Typee, an account of his stay with cannibals, was first published in Britain, like most of his works. Its sequel, Omoo (1847), was based on his experiences in the Polynesian Islands, and gained as huge a success as the first one. Throughout his career Melville enjoyed a rather higher estimation in Britain than in America. His third book, Mardi And A Voyage Thither was published in 1849.
In 1847 Melville married Elisabeth Shaw, daughter of the chief justice of Massachusetts. After three yeas in New York, he bought a farm, "Arrowhead", near Nathaniel Hawthorne's home at Pittsfield, Massachusetts, and became friends with him for some time.

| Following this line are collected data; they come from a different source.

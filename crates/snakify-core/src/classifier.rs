use regex::Regex;
use std::sync::LazyLock;

static CAPITALIZED_WORD: LazyLock<Regex> =
    LazyLock::new(|| Regex::new(r"(.)([A-Z][a-z]+)").expect("valid capitalized word pattern"));

static LOWER_UPPER: LazyLock<Regex> =
    LazyLock::new(|| Regex::new(r"([a-z0-9])([A-Z])").expect("valid lower/upper pattern"));

/// Returns true when `name` looks like a camelCase or PascalCase identifier.
///
/// A candidate is neither all-lowercase nor all-uppercase, has no underscore,
/// and contains at least one lowercase letter directly followed by an
/// uppercase letter. A digit before an uppercase letter is not a camel
/// transition, so `item2Name` alone is not a candidate.
pub fn is_candidate(name: &str) -> bool {
    !is_all_lowercase(name)
        && !is_all_uppercase(name)
        && !name.contains('_')
        && has_case_transition(name)
}

/// Converts a camelCase or PascalCase name into snake_case.
///
/// Names that already contain an underscore, or that have no lowercase
/// letters at all, are returned unchanged so the conversion is idempotent.
pub fn to_snake_case(name: &str) -> String {
    if name.contains('_') || name.to_uppercase() == name {
        return name.to_string();
    }

    // Capitalized words first so acronym runs like `HTTPCode` split before `Code`.
    let split_words = CAPITALIZED_WORD.replace_all(name, "${1}_${2}");
    let split_camel = LOWER_UPPER.replace_all(&split_words, "${1}_${2}");
    split_camel.to_lowercase()
}

/// Computes the proposed rename for `name`, if it is a conversion candidate
/// whose snake_case form actually differs.
pub fn propose(name: &str) -> Option<String> {
    if !is_candidate(name) {
        return None;
    }
    let proposed = to_snake_case(name);
    (proposed != name).then_some(proposed)
}

fn is_all_lowercase(name: &str) -> bool {
    let mut cased = false;
    for c in name.chars() {
        if c.is_uppercase() {
            return false;
        }
        cased |= c.is_lowercase();
    }
    cased
}

fn is_all_uppercase(name: &str) -> bool {
    let mut cased = false;
    for c in name.chars() {
        if c.is_lowercase() {
            return false;
        }
        cased |= c.is_uppercase();
    }
    cased
}

fn has_case_transition(name: &str) -> bool {
    name.chars()
        .zip(name.chars().skip(1))
        .any(|(a, b)| a.is_ascii_lowercase() && b.is_ascii_uppercase())
}
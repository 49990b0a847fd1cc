use similar::{ChangeTag, TextDiff};
use std::fmt::Write;
use std::path::Path;

use crate::style::{CYAN, GREEN, RED, RESET};

/// Renders a colored line diff with three lines of context, or `None` when
/// the two texts are identical.
pub fn render_diff(
    old_content: &str,
    new_content: &str,
) -> Result<Option<String>, std::fmt::Error> {
    let diff = TextDiff::from_lines(old_content, new_content);
    let mut output = String::new();
    let mut has_changes = false;

    for (i, group) in diff.grouped_ops(3).iter().enumerate() {
        if i > 0 {
            writeln!(output, "{:-^1$}", "", 40)?;
        }
        for op in group {
            for change in diff.iter_changes(op) {
                let (sign, style) = match change.tag() {
                    ChangeTag::Delete => ("- ", RED),
                    ChangeTag::Insert => ("+ ", GREEN),
                    ChangeTag::Equal => ("  ", RESET),
                };
                write!(output, "{}{}{}{}", style, sign, change.value(), RESET)?;
                if change.missing_newline() {
                    writeln!(output)?;
                }
                if change.tag() != ChangeTag::Equal {
                    has_changes = true;
                }
            }
        }
    }

    Ok(has_changes.then_some(output))
}

pub fn show_diff(file_path: &Path, old_content: &str, new_content: &str) {
    println!("\n📝 Would update: {}{}{}", CYAN, file_path.display(), RESET);
    match render_diff(old_content, new_content) {
        Ok(Some(output)) => println!("{}", output),
        Ok(None) => println!("No changes detected."),
        Err(e) => println!("Could not render diff: {}", e),
    }
}
mod cli;
mod diff;
mod style;
mod terminal;

use anyhow::Result;
use cli::Cli;
use inquire::Confirm;
use snakify_core::{ReviewOutcome, ReviewSession, RewritePlan};
use style::{BANNER, BLUE, BOLD, GREEN, HEADER, RED, RESET, YELLOW};
use terminal::TerminalReviewer;
use tracing::{info, warn};
use tracing_subscriber::{fmt, prelude::*, EnvFilter};

fn main() -> Result<()> {
    let cli = Cli::parse_args();

    setup_logging(&cli)?;

    info!("Starting snakify");

    if !cli.root.exists() {
        anyhow::bail!("Root directory does not exist: {:?}", cli.root);
    }

    if !cli.root.is_dir() {
        anyhow::bail!("Root must be a directory: {:?}", cli.root);
    }

    run(&cli)?;

    println!("\n{}{}Snakify finished.{}", GREEN, BOLD, RESET);
    Ok(())
}

fn run(cli: &Cli) -> Result<()> {
    let options = cli.scan_options();

    info!("Root directory: {:?}", cli.root);
    info!("Extensions: {:?}", options.extensions);
    info!("Excluded directories: {:?}", options.excluded_dirs);

    if cli.dry_run {
        warn!("Dry run mode - no changes will be made");
    }

    println!(
        "{}Starting snake_case conversion in directory: {}{}",
        BOLD,
        cli.root.display(),
        RESET
    );
    println!("{}WARNING: Approved changes are written to files in place.{}", YELLOW, RESET);
    println!(
        "{}Please make sure you have a backup or are using version control (git).{}",
        YELLOW, RESET
    );

    let begin = Confirm::new("Begin the scan?").with_default(true).prompt()?;
    if !begin {
        println!("Scan cancelled.");
        return Ok(());
    }

    println!("{}Phase 1: Scanning all files...{}", BLUE, RESET);
    let outcome = snakify_core::scan_directory(&cli.root, &options)?;
    let ledger = outcome.ledger;

    for (path, error) in &outcome.skipped {
        println!("{}Could not read {}: {}{}", RED, path.display(), error, RESET);
    }
    println!(
        "{}Scan complete. {} files scanned, {} skipped. \
         Found {} unique identifiers ({} lines) to review.{}",
        GREEN,
        outcome.files_scanned,
        outcome.skipped.len(),
        ledger.len(),
        ledger.total_occurrences(),
        RESET
    );

    if !ledger.is_empty() {
        println!("\n{}{}{}", HEADER, BANNER, RESET);
        println!("{}{}Phase 2: Reviewing Changes{}", BLUE, BOLD, RESET);
        println!("{}{}{}", HEADER, BANNER, RESET);
    }

    let approvals = match ReviewSession::new(&ledger).run(&mut TerminalReviewer)? {
        ReviewOutcome::NothingToReview => {
            println!(
                "{}No convertible identifiers found anywhere in the project.{}",
                GREEN, RESET
            );
            return Ok(());
        }
        ReviewOutcome::NoneApproved => {
            println!("\n{}No changes were approved. Exiting.{}", GREEN, RESET);
            return Ok(());
        }
        ReviewOutcome::Declined { .. } => {
            println!("{}All changes discarded. No files were modified.{}", RED, RESET);
            return Ok(());
        }
        ReviewOutcome::Confirmed(approvals) => approvals,
    };

    let plan = RewritePlan::new(&ledger, &approvals);

    let report = if cli.dry_run {
        println!("\nPreviewing changes to {} file(s)...", plan.len());
        snakify_core::apply_plan_with_preview(&plan, true, diff::show_diff)
    } else {
        println!("\nWriting changes to {} file(s)...", plan.len());
        snakify_core::apply_plan(&plan, false)
    };

    for (path, error) in &report.failures {
        println!("  {}FAILED to update {}: {}{}", RED, path.display(), error, RESET);
    }

    println!(
        "\n{} file(s) {}, {} replacement(s), {} unchanged, {} failed.",
        report.files_updated,
        if cli.dry_run { "would be updated" } else { "updated" },
        report.replacements,
        report.files_unchanged,
        report.failures.len()
    );

    Ok(())
}

fn setup_logging(cli: &Cli) -> Result<()> {
    let filter = if cli.quiet {
        EnvFilter::new("error")
    } else if cli.verbose {
        EnvFilter::new("debug")
    } else {
        EnvFilter::new("info")
    };

    tracing_subscriber::registry()
        .with(
            fmt::layer()
                .with_target(false)
                .with_thread_ids(false)
                .with_thread_names(false)
                .compact(),
        )
        .with(filter)
        .init();

    Ok(())
}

Inspired by the suggestions of Hawthorne, Melville wrote his masterpiece, Moby Dick. When the novel was published, it did not bring him the fame he had acquired in the 1840s. Only some critics and very few readers noted its brilliance.
Through the narrator of Moby Dick, Ishmael, the author meditated questions about faith and the workings of God's intelligence. He returned to these meditations in his last great work, Billy Budd, a story left unfinished at his death and posthumously published in 1924. Melville died of heart failure on September 28, 1891.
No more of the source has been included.